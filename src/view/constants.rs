//! Layout dimensions shared by the view widgets.

/// Height of the status bar in lines.
pub const STATUS_BAR_HEIGHT: u16 = 1;

/// Height of the log pane when visible, borders included.
pub const LOG_PANE_HEIGHT: u16 = 8;

/// Detail modal width as a percentage of the screen.
pub const DETAIL_POPUP_WIDTH_PERCENT: u16 = 80;

/// Detail modal height as a percentage of the screen.
pub const DETAIL_POPUP_HEIGHT_PERCENT: u16 = 80;

/// Dialog width as a percentage of the screen.
pub const DIALOG_WIDTH_PERCENT: u16 = 60;

/// Prompt and confirmation dialog height, borders included.
pub const PROMPT_HEIGHT: u16 = 6;

/// Item form height: five fields, error line, hint line, borders.
pub const ITEM_FORM_HEIGHT: u16 = 10;

/// Help overlay width as a percentage of the screen.
pub const HELP_POPUP_WIDTH_PERCENT: u16 = 70;

/// Help overlay height as a percentage of the screen.
pub const HELP_POPUP_HEIGHT_PERCENT: u16 = 80;

/// How long the event loop waits for input before checking the log channel.
pub const EVENT_POLL_MILLIS: u64 = 250;
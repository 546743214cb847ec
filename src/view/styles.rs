//! Colors and text styles for the board, detail view and overlays.

use ratatui::style::{Color, Modifier, Style};
use tracing::Level;

// ===== ColorConfig =====

/// Whether colors are enabled.
///
/// Resolved by the config layer from `--no-color`, `NO_COLOR` and the
/// config file.
#[derive(Debug, Clone, Copy, PartialEq, Eq)]
pub struct ColorConfig {
    enabled: bool,
}

impl ColorConfig {
    /// `enabled = false` renders with modifiers only.
    pub fn new(enabled: bool) -> Self {
        Self { enabled }
    }

    /// Check if colors are enabled.
    pub fn colors_enabled(self) -> bool {
        self.enabled
    }
}

impl Default for ColorConfig {
    fn default() -> Self {
        Self::new(true)
    }
}

// ===== Palette =====

/// Styles used across the view.
///
/// Without colors every style falls back to modifiers only, so the
/// selection and focus stay visible on monochrome terminals.
#[derive(Debug, Clone, Copy, PartialEq, Eq)]
pub struct Palette {
    /// Border of the focused pane or dialog.
    pub focused_border: Style,
    /// Border of other panes.
    pub unfocused_border: Style,
    /// Highlighted row.
    pub selected: Style,
    /// Section and group headers.
    pub header: Style,
    /// Hints and placeholders.
    pub muted: Style,
    /// Checked items.
    pub done: Style,
    /// Key names in hints and help.
    pub key: Style,
    /// Validation errors.
    pub error: Style,
    colors: bool,
}

impl Palette {
    /// Palette for the given color setting.
    pub fn new(config: ColorConfig) -> Self {
        if config.colors_enabled() {
            Self {
                focused_border: Style::default().fg(Color::Yellow),
                unfocused_border: Style::default().fg(Color::White),
                selected: Style::default()
                    .bg(Color::DarkGray)
                    .add_modifier(Modifier::BOLD),
                header: Style::default()
                    .fg(Color::Cyan)
                    .add_modifier(Modifier::BOLD),
                muted: Style::default().fg(Color::DarkGray),
                done: Style::default()
                    .fg(Color::Green)
                    .add_modifier(Modifier::CROSSED_OUT),
                key: Style::default()
                    .fg(Color::Yellow)
                    .add_modifier(Modifier::BOLD),
                error: Style::default().fg(Color::Red),
                colors: true,
            }
        } else {
            Self {
                focused_border: Style::default().add_modifier(Modifier::BOLD),
                unfocused_border: Style::default(),
                selected: Style::default().add_modifier(Modifier::REVERSED),
                header: Style::default().add_modifier(Modifier::BOLD),
                muted: Style::default().add_modifier(Modifier::DIM),
                done: Style::default().add_modifier(Modifier::CROSSED_OUT),
                key: Style::default().add_modifier(Modifier::BOLD),
                error: Style::default().add_modifier(Modifier::BOLD),
                colors: false,
            }
        }
    }

    /// Border style for a pane.
    pub fn border(&self, focused: bool) -> Style {
        if focused {
            self.focused_border
        } else {
            self.unfocused_border
        }
    }

    /// Color-coded style for a log level.
    ///
    /// - ERROR: Red
    /// - WARN: Yellow
    /// - INFO: Cyan
    /// - DEBUG: DarkGray
    /// - TRACE: DarkGray, dimmed
    pub fn level(&self, level: Level) -> Style {
        if !self.colors {
            return match level {
                Level::ERROR | Level::WARN => Style::default().add_modifier(Modifier::BOLD),
                Level::INFO => Style::default(),
                _ => Style::default().add_modifier(Modifier::DIM),
            };
        }
        match level {
            Level::ERROR => Style::default().fg(Color::Red),
            Level::WARN => Style::default().fg(Color::Yellow),
            Level::INFO => Style::default().fg(Color::Cyan),
            Level::DEBUG => Style::default().fg(Color::DarkGray),
            _ => Style::default()
                .fg(Color::DarkGray)
                .add_modifier(Modifier::DIM),
        }
    }
}

impl Default for Palette {
    fn default() -> Self {
        Self::new(ColorConfig::default())
    }
}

+===+

— Your objective —
Would you return the entries exactly as they stand?

— Answer box —
filename src/view/constants.rs
//! Layout dimensions shared by the view widgets.

/// Height of the status bar in lines.
pub const STATUS_BAR_HEIGHT: u16 = 1;

/// Height of the log pane when visible, borders included.
pub const LOG_PANE_HEIGHT: u16 = 8;

/// Detail modal width as a percentage of the screen.
pub const DETAIL_POPUP_WIDTH_PERCENT: u16 = 80;

/// Detail modal height as a percentage of the screen.
pub const DETAIL_POPUP_HEIGHT_PERCENT: u16 = 80;

/// Dialog width as a percentage of the screen.
pub const DIALOG_WIDTH_PERCENT: u16 = 60;

/// Prompt and confirmation dialog height, borders included.
pub const PROMPT_HEIGHT: u16 = 6;

/// Item form height: five fields, error line, hint line, borders.
pub const ITEM_FORM_HEIGHT: u16 = 10;

/// Help overlay width as a percentage of the screen.
pub const HELP_POPUP_WIDTH_PERCENT: u16 = 70;

/// Help overlay height as a percentage of the screen.
pub const HELP_POPUP_HEIGHT_PERCENT: u16 = 80;

/// How long the event loop waits for input before checking the log channel.
pub const EVENT_POLL_MILLIS: u64 = 250;
repository 546743214cb847ec
filename src/view/styles.rs
//! Colors and text styles for the board, detail view and overlays.

use ratatui::style::{Color, Modifier, Style};
use tracing::Level;

// ===== ColorConfig =====

/// Whether colors are enabled.
///
/// Resolved by the config layer from `--no-color`, `NO_COLOR` and the
/// config file.
#[derive(Debug, Clone, Copy, PartialEq, Eq)]
pub struct ColorConfig {
    enabled: bool,
}

impl ColorConfig {
    /// `enabled = false` renders with modifiers only.
    pub fn new(enabled: bool) -> Self {
        Self { enabled }
    }

    /// Check if colors are enabled.
    pub fn colors_enabled(self) -> bool {
        self.enabled
    }
}

impl Default for ColorConfig {
    fn default() -> Self {
        Self::new(true)
    }
}

// ===== Palette =====

/// Styles used across the view.
///
/// Without colors every style falls back to modifiers only, so the
/// selection and focus stay visible on monochrome terminals.
#[derive(Debug, Clone, Copy, PartialEq, Eq)]
pub struct Palette {
    /// Border of the focused pane or dialog.
    pub focused_border: Style,
    /// Border of other panes.
    pub unfocused_border: Style,
    /// Highlighted row.
    pub selected: Style,
    /// Section and group headers.
    pub header: Style,
    /// Hints and placeholders.
    pub muted: Style,
    /// Checked items.
    pub done: Style,
    /// Key names in hints and help.
    pub key: Style,
    /// Validation errors.
    pub error: Style,
    colors: bool,
}

impl Palette {
    /// Palette for the given color setting.
    pub fn new(config: ColorConfig) -> Self {
        if config.colors_enabled() {
            Self {
                focused_border: Style::default().fg(Color::Yellow),
                unfocused_border: Style::default().fg(Color::White),
                selected: Style::default()
                    .bg(Color::DarkGray)
                    .add_modifier(Modifier::BOLD),
                header: Style::default()
                    .fg(Color::Cyan)
                    .add_modifier(Modifier::BOLD),
                muted: Style::default().fg(Color::DarkGray),
                done: Style::default()
                    .fg(Color::Green)
                    .add_modifier(Modifier::CROSSED_OUT),
                key: Style::default()
                    .fg(Color::Yellow)
                    .add_modifier(Modifier::BOLD),
                error: Style::default().fg(Color::Red),
                colors: true,
            }
        } else {
            Self {
                focused_border: Style::default().add_modifier(Modifier::BOLD),
                unfocused_border: Style::default(),
                selected: Style::default().add_modifier(Modifier::REVERSED),
                header: Style::default().add_modifier(Modifier::BOLD),
                muted: Style::default().add_modifier(Modifier::DIM),
                done: Style::default().add_modifier(Modifier::CROSSED_OUT),
                key: Style::default().add_modifier(Modifier::BOLD),
                error: Style::default().add_modifier(Modifier::BOLD),
                colors: false,
            }
        }
    }

    /// Border style for a pane.
    pub fn border(&self, focused: bool) -> Style {
        if focused {
            self.focused_border
        } else {
            self.unfocused_border
        }
    }

    /// Color-coded style for a log level.
    ///
    /// - ERROR: Red
    /// - WARN: Yellow
    /// - INFO: Cyan
    /// - DEBUG: DarkGray
    /// - TRACE: DarkGray, dimmed
    pub fn level(&self, level: Level) -> Style {
        if !self.colors {
            return match level {
                Level::ERROR | Level::WARN => Style::default().add_modifier(Modifier::BOLD),
                Level::INFO => Style::default(),
                _ => Style::default().add_modifier(Modifier::DIM),
            };
        }
        match level {
            Level::ERROR => Style::default().fg(Color::Red),
            Level::WARN => Style::default().fg(Color::Yellow),
            Level::INFO => Style::default().fg(Color::Cyan),
            Level::DEBUG => Style::default().fg(Color::DarkGray),
            _ => Style::default()
                .fg(Color::DarkGray)
                .add_modifier(Modifier::DIM),
        }
    }
}

impl Default for Palette {
    fn default() -> Self {
        Self::new(ColorConfig::default())
    }
}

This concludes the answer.